There are FINRA Rules about excessive markups/markdowns. Generally, any markup/markdown greater than 5% is considered fraud. Though, this looks like it covers everything except muni bonds. You might want to check out the MSRB, or perhaps call regarding reasonable markups/markdowns. Though, FINRA [f/k/a NASD] is charged with enforcing the MSRB rules.

Though, if you father filled out his tax bracket on his new account form at Merrill, and indicated a low tax bracket, you could always threaten Merrill that the municipal bonds were unsuitable, and thus there was a violation of NASD Rule 2310: Recommendations to Customers (Suitability). And say something like, "if you don't give us a good price on these bonds, I'm going to file a complaint with FINRA."

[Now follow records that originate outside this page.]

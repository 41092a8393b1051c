#![no_main]

use std::path::Path;

use holdr::domain::services::HolderGenerator;
use holdr::domain::value_objects::LayoutPath;
use libfuzzer_sys::fuzz_target;

fuzz_target!(|data: &[u8]| {
    if let Ok(path) = std::str::from_utf8(data) {
        if let Some(layout) = LayoutPath::parse(Path::new(path)) {
            let _ = HolderGenerator::class_name_for(&layout.layout_name());
        }
    }
});
//! Configuration module for holdr
//!
//! Configuration hierarchy:
//! 1. CLI flags (highest priority)
//! 2. Environment variables (HOLDR_*)
//! 3. Project config (holdr.toml)
//! 4. User config (~/.config/holdr/config.toml)
//! 5. Built-in defaults (lowest priority)

mod loader;
#[cfg(test)]
mod tests;
mod types;

pub use loader::{ConfigWarning, PROJECT_CONFIG_FILE};
pub use types::{Config, OutputConfig, Verbosity};
//! Test environment for isolated holdr runs.
//!
//! Provides `TestEnv` - temp directories for the project and for HOME, plus
//! helpers to run the holdr binary inside them.

use std::path::{Path, PathBuf};
use std::process::{Command, Output};
use tempfile::TempDir;

/// Environment variables that would leak host configuration into a run
const HOLDR_ENV_VARS: &[&str] = &[
    "HOLDR_PACKAGE",
    "HOLDR_OUTPUT_DIR",
    "HOLDR_DEFAULT_INCLUDE",
    "HOLDR_JOBS",
    "HOLDR_PRUNE_STALE",
    "HOLDR_VERBOSITY",
];

/// Result of running a holdr CLI command
#[derive(Debug)]
pub struct TestResult {
    pub success: bool,
    pub exit_code: i32,
    pub stdout: String,
    pub stderr: String,
}

impl TestResult {
    pub fn is_success(&self) -> bool {
        self.success
    }

    /// Combine stdout and stderr
    pub fn combined_output(&self) -> String {
        format!("{}\n{}", self.stdout, self.stderr)
    }

    /// Parse every stdout line as a JSON event
    pub fn json_events(&self) -> Vec<serde_json::Value> {
        self.stdout
            .lines()
            .filter(|line| !line.trim().is_empty())
            .map(|line| {
                serde_json::from_str(line)
                    .unwrap_or_else(|e| panic!("invalid JSON line {line:?}: {e}"))
            })
            .collect()
    }
}

/// Isolated project + home directory
pub struct TestEnv {
    pub project_root: TempDir,
    pub home_dir: TempDir,
    holdr_bin: PathBuf,
}

impl TestEnv {
    pub fn new() -> Self {
        Self {
            project_root: TempDir::new().expect("Failed to create project dir"),
            home_dir: TempDir::new().expect("Failed to create home dir"),
            holdr_bin: PathBuf::from(env!("CARGO_BIN_EXE_holdr")),
        }
    }

    /// Environment with `holdr.toml` declaring `package`
    pub fn with_package(package: &str) -> Self {
        let env = Self::new();
        env.write_project_file("holdr.toml", &format!("package = \"{package}\"\n"));
        env
    }

    /// Get path relative to project root
    pub fn project_path(&self, relative: &str) -> PathBuf {
        self.project_root.path().join(relative)
    }

    /// Run holdr from the project root
    pub fn run(&self, args: &[&str]) -> TestResult {
        self.run_with_env(args, &[])
    }

    /// Run holdr from the project root with extra env vars
    pub fn run_with_env(&self, args: &[&str], env_vars: &[(&str, &str)]) -> TestResult {
        let mut cmd = Command::new(&self.holdr_bin);
        cmd.current_dir(self.project_root.path())
            .args(args)
            .env("HOME", self.home_dir.path())
            .env("USERPROFILE", self.home_dir.path())
            .env("XDG_CONFIG_HOME", self.home_dir.path().join(".config"));
        for key in HOLDR_ENV_VARS {
            cmd.env_remove(key);
        }
        for (key, value) in env_vars {
            cmd.env(key, value);
        }

        let output = cmd.output().expect("Failed to execute holdr");
        output_to_result(output)
    }

    /// Write a file below the project root, creating directories
    pub fn write_project_file(&self, relative_path: &str, content: &str) {
        let full_path = self.project_path(relative_path);
        if let Some(parent) = full_path.parent() {
            std::fs::create_dir_all(parent).expect("Failed to create directories");
        }
        std::fs::write(&full_path, content).expect("Failed to write file");
    }

    pub fn remove_project_file(&self, relative_path: &str) {
        std::fs::remove_file(self.project_path(relative_path)).expect("Failed to remove file");
    }

    /// Read a generated file's content
    pub fn read_project_file(&self, relative_path: &str) -> String {
        std::fs::read_to_string(self.project_path(relative_path))
            .unwrap_or_else(|e| panic!("Failed to read {}: {}", relative_path, e))
    }

    pub fn root(&self) -> &Path {
        self.project_root.path()
    }
}

fn output_to_result(output: Output) -> TestResult {
    TestResult {
        success: output.status.success(),
        exit_code: output.status.code().unwrap_or(-1),
        stdout: String::from_utf8_lossy(&output.stdout).to_string(),
        stderr: String::from_utf8_lossy(&output.stderr).to_string(),
    }
}
//! Property tests for change propagation across variant directories.

use std::collections::HashSet;
use std::path::PathBuf;

use proptest::prelude::*;

use holdr::domain::services::ChangeResolver;
use holdr::infrastructure::MemoryFs;

const VARIANTS: &[&str] = &["layout", "layout-land", "layout-sw600dp", "layout-v21"];
const NAMES: &[&str] = &["main", "detail", "item_row"];

/// Random subset of (variant, name) pairs present on disk
fn tree() -> impl Strategy<Value = Vec<(usize, usize)>> {
    proptest::collection::vec((0..VARIANTS.len(), 0..NAMES.len()), 0..12)
}

fn path(variant: usize, name: usize) -> PathBuf {
    PathBuf::from(format!("res/{}/{}.xml", VARIANTS[variant], NAMES[name]))
}

fn memory_fs(files: &[(usize, usize)]) -> MemoryFs {
    let paths: Vec<String> = files
        .iter()
        .map(|(v, n)| path(*v, *n).display().to_string())
        .collect();
    let seeded: Vec<(&str, &str)> = paths.iter().map(|p| (p.as_str(), "<a/>")).collect();
    MemoryFs::with_files(&seeded)
}

proptest! {
    #![proptest_config(ProptestConfig {
        cases: 128,
        .. ProptestConfig::default()
    })]

    /// PROPERTY: The recompile set never holds duplicates or removed files,
    /// and always holds every changed layout file.
    #[test]
    fn property_recompile_set_is_clean(
        files in tree(),
        changed in proptest::collection::vec((0..VARIANTS.len(), 0..NAMES.len()), 0..4),
        removed in proptest::collection::vec((0..VARIANTS.len(), 0..NAMES.len()), 0..4),
    ) {
        let fs = memory_fs(&files);
        let changed: Vec<PathBuf> = changed.iter().map(|(v, n)| path(*v, *n)).collect();
        let removed: Vec<PathBuf> = removed.iter().map(|(v, n)| path(*v, *n)).collect();

        let set = ChangeResolver::new(&fs)
            .resolve_files_to_recompile(&changed, &removed)
            .unwrap()
            .into_vec();

        let unique: HashSet<&PathBuf> = set.iter().collect();
        prop_assert_eq!(unique.len(), set.len());
        for file in &removed {
            prop_assert!(!set.contains(file));
        }
        for file in changed.iter().filter(|f| !removed.contains(f)) {
            prop_assert!(set.contains(file));
        }
    }

    /// PROPERTY: Every file in the recompile set shares a name with a touched file.
    #[test]
    fn property_recompile_set_stays_within_touched_names(
        files in tree(),
        changed in proptest::collection::vec((0..VARIANTS.len(), 0..NAMES.len()), 1..3),
    ) {
        let fs = memory_fs(&files);
        let changed: Vec<PathBuf> = changed.iter().map(|(v, n)| path(*v, *n)).collect();
        let names: HashSet<_> = changed.iter().map(|f| f.file_name().map(|n| n.to_owned())).collect();

        let set = ChangeResolver::new(&fs)
            .resolve_files_to_recompile(&changed, &[])
            .unwrap();

        for file in &set {
            prop_assert!(names.contains(&file.file_name().map(|n| n.to_owned())));
        }
    }
}
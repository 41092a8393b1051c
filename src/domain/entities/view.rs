//! View entity - one included element of a layout

/// A layout element that gets an accessor in the generated holder
///
/// Only elements with an id that are not ignored become Views.
#[derive(Debug, Clone, PartialEq, Eq)]
pub struct View {
    /// Fully-qualified widget class, e.g. `android.widget.TextView`
    view_type: String,
    /// Identifier with the resource-reference prefix stripped
    id: String,
    /// Identifier belongs to the framework (`@android:id/...`)
    android_id: bool,
    /// Explicit accessor name override
    field_name: Option<String>,
}

impl View {
    /// Create a new application-owned View
    pub fn new(view_type: impl Into<String>, id: impl Into<String>) -> Self {
        Self {
            view_type: view_type.into(),
            id: id.into(),
            android_id: false,
            field_name: None,
        }
    }

    /// Builder: mark the id as framework-owned
    pub fn with_android_id(mut self, android_id: bool) -> Self {
        self.android_id = android_id;
        self
    }

    /// Builder: override the accessor name
    pub fn with_field_name(mut self, field_name: Option<String>) -> Self {
        self.field_name = field_name;
        self
    }

    pub fn view_type(&self) -> &str {
        &self.view_type
    }

    pub fn id(&self) -> &str {
        &self.id
    }

    pub fn is_android_id(&self) -> bool {
        self.android_id
    }

    pub fn field_name(&self) -> Option<&str> {
        self.field_name.as_deref()
    }
}
//! Holder code generator
//!
//! Turns a [`Layout`] into the Java source of its holder class and decides
//! where that source lives. Everything here is pure: the same layout always
//! produces byte-identical text and the same path.

use std::collections::HashSet;
use std::path::{Path, PathBuf};

use crate::domain::entities::{Layout, View};

/// Sub-package (below the base package) holding generated classes
pub const HOLDR_PACKAGE: &str = "holdr";
/// Suffix appended to every holder class name
pub const CLASS_SUFFIX: &str = "Holder";
/// Extension of generated source files
pub const SOURCE_EXTENSION: &str = "java";

const JAVA_KEYWORDS: &[&str] = &[
    "abstract", "assert", "boolean", "break", "byte", "case", "catch", "char", "class", "const",
    "continue", "default", "do", "double", "else", "enum", "extends", "false", "final", "finally",
    "float", "for", "goto", "if", "implements", "import", "instanceof", "int", "interface", "long",
    "native", "new", "null", "package", "private", "protected", "public", "return", "short",
    "static", "strictfp", "super", "switch", "synchronized", "this", "throw", "throws",
    "transient", "true", "try", "void", "volatile", "while",
];

/// Generates holder classes for one application package
#[derive(Debug, Clone, PartialEq, Eq)]
pub struct HolderGenerator {
    /// Base package, owner of the `R` class (e.g. `com.example.app`)
    package: String,
}

impl HolderGenerator {
    pub fn new(package: impl Into<String>) -> Self {
        Self {
            package: package.into(),
        }
    }

    pub fn package(&self) -> &str {
        &self.package
    }

    /// Package of the generated classes, e.g. `com.example.app.holdr`
    pub fn holder_package(&self) -> String {
        format!("{}.{}", self.package, HOLDR_PACKAGE)
    }

    /// Holder class name for a layout: `activity_main` -> `ActivityMainHolder`
    pub fn class_name_for(layout_name: &str) -> String {
        let mut name: String = split_words(layout_name).map(capitalize).collect();
        if name.starts_with(|c: char| c.is_ascii_digit()) {
            name.insert(0, '_');
        }
        name.push_str(CLASS_SUFFIX);
        name
    }

    /// Accessor name of a view: its override, else the camelCased id
    ///
    /// Either way the result is a valid Java identifier: other characters
    /// become `_`, a leading digit gets a `_` prefix and keywords a `_` suffix.
    pub fn field_name_for(view: &View) -> String {
        let name = match view.field_name() {
            Some(name) => name.to_string(),
            None => {
                let mut words = split_words(view.id());
                let mut name = words.next().unwrap_or_default().to_string();
                name.extend(words.map(capitalize));
                name
            }
        };
        java_identifier(&name)
    }

    /// Field names of `views`, in order, with collisions made unique
    ///
    /// The first view keeps its name; later ones get `2`, `3`, ... appended.
    pub fn field_names(views: &[View]) -> Vec<String> {
        let mut used = HashSet::new();
        views
            .iter()
            .map(|view| {
                let base = Self::field_name_for(view);
                let mut name = base.clone();
                let mut n = 2;
                while !used.insert(name.clone()) {
                    name = format!("{base}{n}");
                    n += 1;
                }
                name
            })
            .collect()
    }

    /// `<output_dir>/<package as dirs>/holdr/<ClassName>.java`
    pub fn output_path(&self, output_dir: &Path, layout_name: &str) -> PathBuf {
        let mut path = output_dir.to_path_buf();
        path.extend(self.holder_package().split('.').filter(|s| !s.is_empty()));
        path.push(format!(
            "{}.{}",
            Self::class_name_for(layout_name),
            SOURCE_EXTENSION
        ));
        path
    }

    /// Java source of the holder class for `layout`
    pub fn generate(&self, layout: &Layout) -> String {
        let class_name = Self::class_name_for(layout.name());
        let fields: Vec<(String, &View)> = Self::field_names(layout.views())
            .into_iter()
            .zip(layout.views())
            .collect();

        let mut out = String::new();
        out.push_str(&format!(
            "// Generated by holdr from layout \"{}\". Do not edit.\n\n",
            layout.name()
        ));
        out.push_str(&format!("package {};\n\n", self.holder_package()));
        out.push_str(&format!("public final class {} {{\n", class_name));
        out.push_str(&format!(
            "    public static final int LAYOUT = {}.R.layout.{};\n\n",
            self.package,
            layout.name()
        ));

        for (field, view) in &fields {
            out.push_str(&format!(
                "    public final {} {};\n",
                view.view_type(),
                field
            ));
        }
        if !fields.is_empty() {
            out.push('\n');
        }

        out.push_str(&format!(
            "    public {}(android.view.View view) {{\n",
            class_name
        ));
        for (field, view) in &fields {
            out.push_str(&format!(
                "        this.{} = ({}) view.findViewById({});\n",
                field,
                view.view_type(),
                self.id_reference(view)
            ));
        }
        out.push_str("    }\n}\n");
        out
    }

    fn id_reference(&self, view: &View) -> String {
        if view.is_android_id() {
            format!("android.R.id.{}", view.id())
        } else {
            format!("{}.R.id.{}", self.package, view.id())
        }
    }
}

fn split_words(name: &str) -> impl Iterator<Item = &str> {
    name.split(|c: char| c == '_' || c == '-' || c == '.' || c.is_whitespace())
        .filter(|w| !w.is_empty())
}

fn java_identifier(name: &str) -> String {
    let mut ident: String = name
        .chars()
        .map(|c| if c.is_ascii_alphanumeric() || c == '_' || c == '$' { c } else { '_' })
        .collect();
    if ident.is_empty() || ident.starts_with(|c: char| c.is_ascii_digit()) {
        ident.insert(0, '_');
    }
    if JAVA_KEYWORDS.contains(&ident.as_str()) {
        ident.push('_');
    }
    ident
}

fn capitalize(word: &str) -> String {
    let mut chars = word.chars();
    match chars.next() {
        Some(first) => first.to_uppercase().chain(chars).collect(),
        None => String::new(),
    }
}
//! File System Implementations
//!
//! Concrete implementations of the FileSystem port.

mod local;
mod memory;

pub use local::LocalFs;
pub use memory::{MemoryFs, Mutation};
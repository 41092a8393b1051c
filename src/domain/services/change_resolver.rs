//! Change resolver
//!
//! Decides which layout files a compile run has to parse.
//!
//! A layout declared in several variant directories (`layout/`,
//! `layout-land/`, ...) is merged into one holder, so touching any variant
//! invalidates all of them:
//!
//! 1. changed files inside a variant directory are recompiled and propagated
//! 2. removed files inside a variant directory are only propagated
//! 3. every propagated file pulls in its same-named siblings from the other
//!    variant directories of its resource root
//!
//! Directory access goes through the [`FileSystem`] port, so the algorithm
//! runs unchanged against an in-memory tree.

use std::path::{Path, PathBuf};

use indexmap::IndexSet;

use crate::domain::ports::{DirEntry, FileSystem};
use crate::domain::value_objects::{is_variant_dir_name, FileSet, LayoutPath};
use crate::error::{HoldrError, HoldrResult};

pub struct ChangeResolver<'a, FS: FileSystem + ?Sized> {
    fs: &'a FS,
}

impl<'a, FS: FileSystem + ?Sized> ChangeResolver<'a, FS> {
    pub fn new(fs: &'a FS) -> Self {
        Self { fs }
    }

    /// Layout files to parse after `changed` and `removed` files
    ///
    /// The result never contains a removed file and never contains a file twice.
    pub fn resolve_files_to_recompile(
        &self,
        changed: &[PathBuf],
        removed: &[PathBuf],
    ) -> HoldrResult<FileSet> {
        let mut recompile = FileSet::new();
        let mut propagate: IndexSet<LayoutPath> = IndexSet::new();

        for file in changed {
            if let Some(layout) = LayoutPath::parse(file) {
                recompile.insert(file.clone());
                propagate.insert(layout);
            }
        }

        for file in removed {
            if let Some(layout) = LayoutPath::parse(file) {
                propagate.insert(layout);
            }
        }

        for layout in &propagate {
            recompile.extend(self.sibling_variants(layout)?);
        }

        for file in removed {
            recompile.remove(file);
        }

        Ok(recompile)
    }

    /// Existing files with the same name in the other variant directories
    pub fn sibling_variants(&self, layout: &LayoutPath) -> HoldrResult<Vec<PathBuf>> {
        let root = layout.listing_root();
        let dirs = self.list(root, &|entry: &DirEntry| {
            entry.is_dir && layout.is_sibling_variant(entry.name())
        })?;

        Ok(dirs
            .iter()
            .map(|dir| layout.in_variant(dir.name()))
            .filter(|sibling| self.fs.is_file(sibling))
            .collect())
    }

    /// Every layout file of every variant directory under `res_dirs`
    ///
    /// Resource roots and variant directories are visited in sorted order;
    /// hidden files are skipped.
    pub fn all_layout_files(&self, res_dirs: &[PathBuf]) -> HoldrResult<FileSet> {
        let mut files = FileSet::new();

        for res_dir in res_dirs {
            let variants = self.list(res_dir, &|entry: &DirEntry| {
                entry.is_dir && is_variant_dir_name(entry.name())
            })?;

            for variant in variants {
                let layouts = self.list(&variant.path, &|entry: &DirEntry| {
                    !entry.is_dir && !entry.name().starts_with('.')
                })?;
                files.extend(layouts.into_iter().map(|entry| entry.path));
            }
        }

        Ok(files)
    }

    fn list(&self, dir: &Path, filter: &dyn Fn(&DirEntry) -> bool) -> HoldrResult<Vec<DirEntry>> {
        self.fs
            .list_dir_if_exists(dir, filter)
            .map_err(|source| HoldrError::DirectoryListing {
                path: dir.to_path_buf(),
                source,
            })
    }
}
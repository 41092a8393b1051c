#![no_main]

use libfuzzer_sys::fuzz_target;

fuzz_target!(|data: &[u8]| {
    if let Ok(content) = std::str::from_utf8(data) {
        let _ = toml::from_str::<holdr::Config>(content);
    }
});
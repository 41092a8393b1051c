use std::path::PathBuf;

use clap::{Parser, Subcommand};

/// holdr - typed view holders from Android layout files
#[derive(Parser, Debug)]
#[command(name = "holdr")]
#[command(author, version, about, long_about = None)]
pub struct Cli {
    /// Config file (defaults to ./holdr.toml, then the user config)
    #[arg(long, global = true)]
    pub config: Option<PathBuf>,

    /// Output NDJSON events for CI
    #[arg(long, global = true)]
    pub json: bool,

    /// Verbosity level (-v, -vv)
    #[arg(short, long, action = clap::ArgAction::Count, global = true)]
    pub verbose: u8,

    /// Only report errors
    #[arg(short, long, global = true, conflicts_with = "verbose")]
    pub quiet: bool,

    #[command(subcommand)]
    pub command: Commands,
}

/// Flags shared by every compiling command
#[derive(clap::Args, Debug, Default)]
pub struct CompileArgs {
    /// Resource root holding layout directories (repeatable)
    #[arg(long = "res", value_name = "DIR")]
    pub res_dirs: Vec<PathBuf>,

    /// Output directory for generated sources
    #[arg(long = "out", value_name = "DIR")]
    pub output_dir: Option<PathBuf>,

    /// Base package of the application
    #[arg(long)]
    pub package: Option<String>,

    /// Only generate fields for elements marked holdr_include
    #[arg(long)]
    pub no_default_include: bool,

    /// Parser threads (0 = one per core, 1 = sequential)
    #[arg(long)]
    pub jobs: Option<usize>,

    /// Delete holders whose layout no longer produces one
    #[arg(long)]
    pub prune: bool,
}

#[derive(Subcommand, Debug)]
pub enum Commands {
    /// Generate holders for every layout
    Compile {
        #[command(flatten)]
        args: CompileArgs,
    },

    /// Regenerate holders affected by changed or removed layout files
    Incremental {
        /// Created or modified layout files
        #[arg(long, num_args = 1.., value_name = "FILE")]
        changed: Vec<PathBuf>,

        /// Deleted layout files
        #[arg(long, num_args = 1.., value_name = "FILE")]
        removed: Vec<PathBuf>,

        #[command(flatten)]
        args: CompileArgs,
    },

    /// Compile, then recompile on every layout change until Ctrl+C
    Watch {
        #[command(flatten)]
        args: CompileArgs,
    },

    /// Print the holder class name of a layout
    ClassName {
        /// Layout name (file name without extension)
        name: String,
    },
}
//! Infrastructure Layer
//!
//! Concrete implementations of domain ports.
//! This layer handles all I/O operations.
//!
//! ## Structure
//!
//! - `fs/` - File system implementations (Local, Memory)
//! - `events/` - Compile event sinks (Console, JSON)

pub mod events;
pub mod fs;

// Re-export for convenience
pub use events::{ConsoleEventSink, JsonEventSink};
pub use fs::{LocalFs, MemoryFs};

Note that ML already got fined and had to pay restitution in 2004 for overcharging customers in muni bond transactions. Shocked aren't you?

- Alec
Thanks for the input. We're not the threatening type so I'm just trying to figure out how to get out with the least cost. If the spread was 5%, I would definitely try to transfer them to my name but if the spread was 1% or less, I'd just recommend he sell them at ML. Unfortunately if I go onto VBS and search for muni bonds with a similar maturity, call provision, AAA rating and coupon rate, I get dealer prices from $96.6 to $100. So can one just put in a limit order, like for stocks, say for just under $100 and hope they sell?